→ **ASSIGNMENT**: Report each line of the data that includes the word "ChapterCode".

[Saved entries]
//! Disambiguation selector - picks the single next question to ask.

use tracing::debug;

use crate::domain::classification::{AnswerHistory, Candidate, ProductProfile};
use crate::domain::foundation::ChapterCode;
use crate::domain::questions::{Question, QuestionBank};

/// Selects the highest-value next question for the current session state.
///
/// The selector is pure and stateless: every call is a function of the
/// inputs passed in, so concurrent sessions can share one selector without
/// coordination, and identical inputs always yield the identical question.
#[derive(Debug, Clone, Copy)]
pub struct DisambiguationSelector<'a> {
    bank: &'a QuestionBank,
}

impl<'a> DisambiguationSelector<'a> {
    /// Creates a selector over the given bank.
    pub fn new(bank: &'a QuestionBank) -> Self {
        Self { bank }
    }

    /// Creates a selector over the process-wide default bank.
    pub fn global() -> DisambiguationSelector<'static> {
        DisambiguationSelector::new(QuestionBank::global())
    }

    /// Returns the next question to surface, or `None` once this engine has
    /// exhausted its disambiguation contribution (saturation).
    ///
    /// With no candidates there is nothing to disambiguate between, so the
    /// goal shifts to collecting raw descriptive input: the first general
    /// question is returned unconditionally. That is a fallback policy, not
    /// a failure, and neither history nor profile filters apply to it.
    pub fn select_next_question(
        &self,
        candidates: &[Candidate],
        answers: &AnswerHistory,
        profile: &ProductProfile,
    ) -> Option<&'static Question> {
        if candidates.is_empty() {
            debug!("no candidates; falling back to general description");
            return self.bank.general_questions().first();
        }

        let chapters = distinct_chapters(candidates);
        let mut pool = self.union_for_chapters(&chapters);

        if pool.is_empty() {
            // No chapter present has a dedicated set; offer the general set.
            pool = self.bank.general_questions().iter().collect();
        }

        pool.retain(|q| !answers.contains(q.id));
        pool.retain(|q| !q.is_short_circuited_by(profile));

        if pool.is_empty() {
            debug!(chapters = chapters.len(), "question pool exhausted");
            return None;
        }

        // Stable sort: priority ties keep bank order.
        pool.sort_by_key(|q| q.priority);
        let chosen = pool[0];
        debug!(
            question = chosen.id,
            priority = chosen.priority,
            remaining = pool.len(),
            "selected next question"
        );
        Some(chosen)
    }

    /// Unions the family sets of each distinct chapter, de-duplicating by
    /// question id and preserving first occurrence.
    fn union_for_chapters(&self, chapters: &[&ChapterCode]) -> Vec<&'static Question> {
        let mut pool: Vec<&'static Question> = Vec::new();
        for chapter in chapters {
            for question in self.bank.questions_for_chapter(chapter) {
                if !pool.iter().any(|q| q.id == question.id) {
                    pool.push(question);
                }
            }
        }
        pool
    }
}

/// Distinct chapters across the candidates, in first-seen order.
fn distinct_chapters(candidates: &[Candidate]) -> Vec<&ChapterCode> {
    let mut chapters: Vec<&ChapterCode> = Vec::new();
    for candidate in candidates {
        if !chapters.contains(&&candidate.chapter) {
            chapters.push(&candidate.chapter);
        }
    }
    chapters
}

#[cfg(test)]
mod tests {
    use super::*;
    use crate::domain::questions::ids;

    fn selector() -> DisambiguationSelector<'static> {
        DisambiguationSelector::global()
    }

    fn tshirt() -> Vec<Candidate> {
        vec![Candidate::new("6109100010", "T-shirt coton")]
    }

    mod empty_candidates {
        use super::*;

        #[test]
        fn falls_back_to_first_general_question() {
            let question = selector()
                .select_next_question(&[], &AnswerHistory::new(), &ProductProfile::new())
                .unwrap();
            assert_eq!(question.id, ids::GENERAL_DESCRIPTION);
        }

        #[test]
        fn fallback_ignores_history_and_profile() {
            let mut answers = AnswerHistory::new();
            answers.record(ids::GENERAL_DESCRIPTION, "a cotton shirt");
            let profile = ProductProfile::new().with_material("cotton");

            let question = selector()
                .select_next_question(&[], &answers, &profile)
                .unwrap();
            assert_eq!(question.id, ids::GENERAL_DESCRIPTION);
        }
    }

    mod chapter_union {
        use super::*;

        #[test]
        fn textile_candidate_yields_textile_composition_first() {
            let question = selector()
                .select_next_question(&tshirt(), &AnswerHistory::new(), &ProductProfile::new())
                .unwrap();
            assert_eq!(question.id, ids::TEXTILE_COMPOSITION);
        }

        #[test]
        fn duplicate_chapters_do_not_duplicate_questions() {
            let candidates = vec![
                Candidate::new("6109100010", "T-shirt coton"),
                Candidate::new("6110200000", "Pull coton"),
                Candidate::new("6205200000", "Chemise"),
            ];
            // Chapters 61 and 62 share the textile family; the pool must
            // still surface each question exactly once, composition first.
            let question = selector()
                .select_next_question(&candidates, &AnswerHistory::new(), &ProductProfile::new())
                .unwrap();
            assert_eq!(question.id, ids::TEXTILE_COMPOSITION);
        }

        #[test]
        fn mixed_chapters_union_keeps_first_seen_order_on_ties() {
            // Machinery first in candidate order: its priority-1 question
            // wins the tie against the textile priority-1 question.
            let candidates = vec![
                Candidate::new("8471300000", "Laptop"),
                Candidate::new("6109100010", "T-shirt coton"),
            ];
            let question = selector()
                .select_next_question(&candidates, &AnswerHistory::new(), &ProductProfile::new())
                .unwrap();
            assert_eq!(question.id, ids::MACHINE_POWER);
        }

        #[test]
        fn tie_break_follows_candidate_order_not_bank_order() {
            let candidates = vec![
                Candidate::new("6109100010", "T-shirt coton"),
                Candidate::new("8471300000", "Laptop"),
            ];
            let question = selector()
                .select_next_question(&candidates, &AnswerHistory::new(), &ProductProfile::new())
                .unwrap();
            assert_eq!(question.id, ids::TEXTILE_COMPOSITION);
        }

        #[test]
        fn unknown_chapters_fall_back_to_general_set() {
            let candidates = vec![Candidate::new("9701100000", "Painting")];
            let question = selector()
                .select_next_question(&candidates, &AnswerHistory::new(), &ProductProfile::new())
                .unwrap();
            assert_eq!(question.id, ids::GENERAL_DESCRIPTION);
        }

        #[test]
        fn malformed_chapter_is_silently_excluded() {
            let candidates = vec![
                Candidate::new("x", "fragment"),
                Candidate::new("6109100010", "T-shirt coton"),
            ];
            let question = selector()
                .select_next_question(&candidates, &AnswerHistory::new(), &ProductProfile::new())
                .unwrap();
            assert_eq!(question.id, ids::TEXTILE_COMPOSITION);
        }
    }

    mod filtering {
        use super::*;

        #[test]
        fn answered_question_is_never_reoffered() {
            let mut answers = AnswerHistory::new();
            answers.record(ids::TEXTILE_COMPOSITION, "coton");

            let question = selector()
                .select_next_question(&tshirt(), &answers, &ProductProfile::new())
                .unwrap();
            assert_eq!(question.id, ids::TEXTILE_CONSTRUCTION);
        }

        #[test]
        fn priority_order_across_successive_answers() {
            let mut answers = AnswerHistory::new();
            let sel = selector();
            let profile = ProductProfile::new();

            let first = sel
                .select_next_question(&tshirt(), &answers, &profile)
                .unwrap();
            assert_eq!(first.id, ids::TEXTILE_COMPOSITION);
            answers.record(first.id, "coton");

            let second = sel
                .select_next_question(&tshirt(), &answers, &profile)
                .unwrap();
            assert_eq!(second.id, ids::TEXTILE_CONSTRUCTION);
            answers.record(second.id, "knitted");

            let third = sel
                .select_next_question(&tshirt(), &answers, &profile)
                .unwrap();
            assert_eq!(third.id, ids::TEXTILE_AUDIENCE);
        }

        #[test]
        fn known_composition_suppresses_composition_question() {
            let profile = ProductProfile::new().with_material("cotton");

            let question = selector()
                .select_next_question(&tshirt(), &AnswerHistory::new(), &profile)
                .unwrap();
            assert_eq!(question.id, ids::TEXTILE_CONSTRUCTION);
        }

        #[test]
        fn known_composition_suppresses_general_material_question() {
            let candidates = vec![Candidate::new("9701100000", "Painting")];
            let mut answers = AnswerHistory::new();
            answers.record(ids::GENERAL_DESCRIPTION, "an oil painting");
            answers.record(ids::GENERAL_USE, "decoration");
            let profile = ProductProfile::new().with_material("canvas");

            // Only the material question remains, and the profile kills it.
            let question = selector().select_next_question(&candidates, &answers, &profile);
            assert!(question.is_none());
        }

        #[test]
        fn saturation_after_all_questions_answered() {
            let mut answers = AnswerHistory::new();
            let sel = selector();
            let profile = ProductProfile::new();

            while let Some(question) = sel.select_next_question(&tshirt(), &answers, &profile) {
                assert!(
                    !answers.contains(question.id),
                    "{} was re-offered",
                    question.id
                );
                answers.record(question.id, "whatever");
            }

            assert_eq!(answers.len(), 3);
            assert!(sel
                .select_next_question(&tshirt(), &answers, &profile)
                .is_none());
        }

        #[test]
        fn saturation_reentry_is_idempotent() {
            let mut answers = AnswerHistory::new();
            for id in [
                ids::TEXTILE_COMPOSITION,
                ids::TEXTILE_CONSTRUCTION,
                ids::TEXTILE_AUDIENCE,
            ] {
                answers.record(id, "x");
            }
            let sel = selector();
            let profile = ProductProfile::new();

            assert!(sel
                .select_next_question(&tshirt(), &answers, &profile)
                .is_none());
            assert!(sel
                .select_next_question(&tshirt(), &answers, &profile)
                .is_none());
        }
    }

    mod determinism {
        use super::*;
        use proptest::prelude::*;

        fn all_ids() -> Vec<&'static str> {
            crate::domain::questions::QuestionFamily::all()
                .iter()
                .flat_map(|f| f.questions().iter().map(|q| q.id))
                .collect()
        }

        fn candidate_strategy() -> impl Strategy<Value = Vec<Candidate>> {
            prop::collection::vec(0u8..100, 0..6).prop_map(|chapters| {
                chapters
                    .into_iter()
                    .map(|ch| Candidate::new(format!("{:02}00000000", ch), "generated"))
                    .collect()
            })
        }

        proptest! {
            #[test]
            fn identical_inputs_yield_identical_question(
                candidates in candidate_strategy(),
                answered in proptest::sample::subsequence(all_ids(), 0..=11),
                has_material in any::<bool>(),
            ) {
                let mut answers = AnswerHistory::new();
                for id in answered {
                    answers.record(id, "x");
                }
                let mut profile = ProductProfile::new();
                if has_material {
                    profile = profile.with_material("cotton");
                }

                let sel = selector();
                let first = sel.select_next_question(&candidates, &answers, &profile);
                let second = sel.select_next_question(&candidates, &answers, &profile);
                prop_assert_eq!(first.map(|q| q.id), second.map(|q| q.id));
            }

            #[test]
            fn answered_questions_never_resurface(
                candidates in candidate_strategy(),
                answered in proptest::sample::subsequence(all_ids(), 0..=11),
            ) {
                prop_assume!(!candidates.is_empty());

                let mut answers = AnswerHistory::new();
                for id in &answered {
                    answers.record(*id, "x");
                }

                if let Some(question) = selector().select_next_question(
                    &candidates,
                    &answers,
                    &ProductProfile::new(),
                ) {
                    prop_assert!(!answers.contains(question.id));
                }
            }
        }
    }
}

→ **RESULT OF THE EXERCISE**:
use crate::domain::foundation::ChapterCode;
    fn union_for_chapters(&self, chapters: &[&ChapterCode]) -> Vec<&'static Question> {
fn distinct_chapters(candidates: &[Candidate]) -> Vec<&ChapterCode> {
    let mut chapters: Vec<&ChapterCode> = Vec::new();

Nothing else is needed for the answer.